Supplied entries Start Marker
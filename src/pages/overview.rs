//! Overview Page
//!
//! Occupancy summary cards plus the occupancy and demographics charts.

use leptos::*;

use crate::components::{DonutChart, LineChart, MetricCard};
use crate::data;
use crate::state::global::GlobalState;

/// Overview page component
#[component]
pub fn Overview() -> impl IntoView {
    let state = use_context::<GlobalState>().expect("GlobalState not found");

    view! {
        <div class="space-y-8">
            // Page header with date selector
            <div class="flex items-center justify-between">
                <h1 class="text-3xl font-bold text-gray-800">"Overview"</h1>
                <div class="flex items-center space-x-2 text-gray-600 bg-white border border-gray-200 rounded-lg px-4 py-2">
                    <span>"📅"</span>
                    <span>{move || state.selected_date.get()}</span>
                    <span class="text-gray-400 text-sm">
                        {chrono::Local::now().format("%b %e, %Y").to_string()}
                    </span>
                </div>
            </div>

            // Occupancy summary cards
            <section>
                <h2 class="text-xl font-semibold text-gray-700 mb-4">"Occupancy"</h2>
                <div class="grid md:grid-cols-3 gap-4">
                    {data::occupancy_stats().into_iter().map(|stat| view! {
                        <MetricCard stat=stat />
                    }).collect_view()}
                </div>
            </section>

            // Overall occupancy chart
            <section class="bg-white rounded-xl p-6 border border-gray-200">
                <h2 class="text-xl font-semibold text-gray-700 mb-4">"Overall Occupancy"</h2>
                <LineChart
                    labels=&data::HOURLY_LABELS
                    series=vec![data::occupancy_series()]
                />
            </section>

            // Demographics
            <section>
                <h2 class="text-xl font-semibold text-gray-700 mb-4">"Demographics"</h2>
                <div class="grid lg:grid-cols-2 gap-6">
                    <div class="bg-white rounded-xl p-6 border border-gray-200">
                        <h3 class="font-semibold text-gray-700 mb-4">"Chart of Demographics"</h3>
                        <DonutChart segments=data::demographics_split() />
                    </div>

                    <div class="bg-white rounded-xl p-6 border border-gray-200">
                        <h3 class="font-semibold text-gray-700 mb-4">"Demographics Analysis"</h3>
                        <LineChart
                            labels=&data::HOURLY_LABELS
                            series=data::demographics_series()
                        />
                    </div>
                </div>
            </section>
        </div>
    }
}
//! Toast Component
//!
//! Transient status banners: sign-in confirmations and validation failures.
//! Messages expire on the global-state timers; the close button dismisses
//! early.

use leptos::*;

use crate::state::global::GlobalState;

/// Status banner stack, rendered top-center above both the login page and
/// the dashboard shell
#[component]
pub fn Toast() -> impl IntoView {
    let state = use_context::<GlobalState>().expect("GlobalState not found");

    view! {
        <div class="fixed top-4 inset-x-0 z-50 flex flex-col items-center space-y-2 pointer-events-none">
            {move || {
                let mut banners = Vec::new();
                if let Some(message) = state.success.get() {
                    banners.push((message, false));
                }
                if let Some(message) = state.error.get() {
                    banners.push((message, true));
                }

                banners
                    .into_iter()
                    .map(|(message, is_error)| {
                        let (icon, tone) = if is_error {
                            ("✕", "bg-red-600")
                        } else {
                            ("✓", "bg-teal-700")
                        };

                        let dismiss = move |_| {
                            if is_error {
                                state.clear_error();
                            } else {
                                state.clear_success();
                            }
                        };

                        view! {
                            <div class=format!(
                                "pointer-events-auto flex items-center space-x-3 {} text-white \
                                 px-4 py-3 rounded-lg shadow-lg",
                                tone
                            )>
                                <span class="text-lg">{icon}</span>
                                <span class="text-sm font-medium">{message}</span>
                                <button
                                    on:click=dismiss
                                    aria-label="Dismiss notification"
                                    class="pl-2 text-white/70 hover:text-white"
                                >
                                    "✕"
                                </button>
                            </div>
                        }
                    })
                    .collect_view()
            }}
        </div>
    }
}
//! Pagination Component
//!
//! Renders the page-control layout computed by the pager: prev/next arrows
//! plus numbered buttons with ellipsis truncation. The current page signal
//! is owned by the caller; this component only requests transitions.

use leptos::*;

use crate::pager::{step, ControlItem, Pager};

/// Page controls for a paginated table
#[component]
pub fn Pagination(
    /// Pager that computed the table's pages
    pager: Pager,
    /// Total page count for the record set being displayed
    total_pages: usize,
    /// Current page, owned by the parent
    current_page: ReadSignal<usize>,
    /// Setter for page transitions
    set_page: WriteSignal<usize>,
) -> impl IntoView {
    let window_radius = 1;

    view! {
        <div class="flex items-center justify-center space-x-1 py-4">
            // Previous arrow, disabled on the first page
            <button
                on:click=move |_| set_page.set(step(current_page.get(), -1, total_pages))
                disabled=move || current_page.get() == 1
                class="px-3 py-2 rounded-lg text-gray-600 hover:bg-gray-100 disabled:opacity-40 disabled:hover:bg-transparent"
            >
                "‹"
            </button>

            {move || {
                pager
                    .controls(total_pages, current_page.get(), window_radius)
                    .into_iter()
                    .map(|item| match item {
                        ControlItem::PageButton { page, active } => view! {
                            <button
                                on:click=move |_| set_page.set(page)
                                class=move || {
                                    let base = "px-3 py-2 rounded-lg text-sm font-medium transition-colors";
                                    if active {
                                        format!("{} bg-teal-700 text-white", base)
                                    } else {
                                        format!("{} text-gray-600 hover:bg-gray-100", base)
                                    }
                                }
                            >
                                {page}
                            </button>
                        }
                        .into_view(),
                        ControlItem::Ellipsis => view! {
                            <span class="px-2 text-gray-400">"…"</span>
                        }
                        .into_view(),
                    })
                    .collect_view()
            }}

            // Next arrow, disabled on the last page
            <button
                on:click=move |_| set_page.set(step(current_page.get(), 1, total_pages))
                disabled=move || current_page.get() == total_pages
                class="px-3 py-2 rounded-lg text-gray-600 hover:bg-gray-100 disabled:opacity-40 disabled:hover:bg-transparent"
            >
                "›"
            </button>
        </div>
    }
}
fn main() {
    crowdscope::run();
}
Supplied entries End Marker
**Description of the task**
A complete answer reproduces every line of the records in which the word "summary" occurs.

**The completed task**
//! Occupancy summary cards plus the occupancy and demographics charts.
            // Occupancy summary cards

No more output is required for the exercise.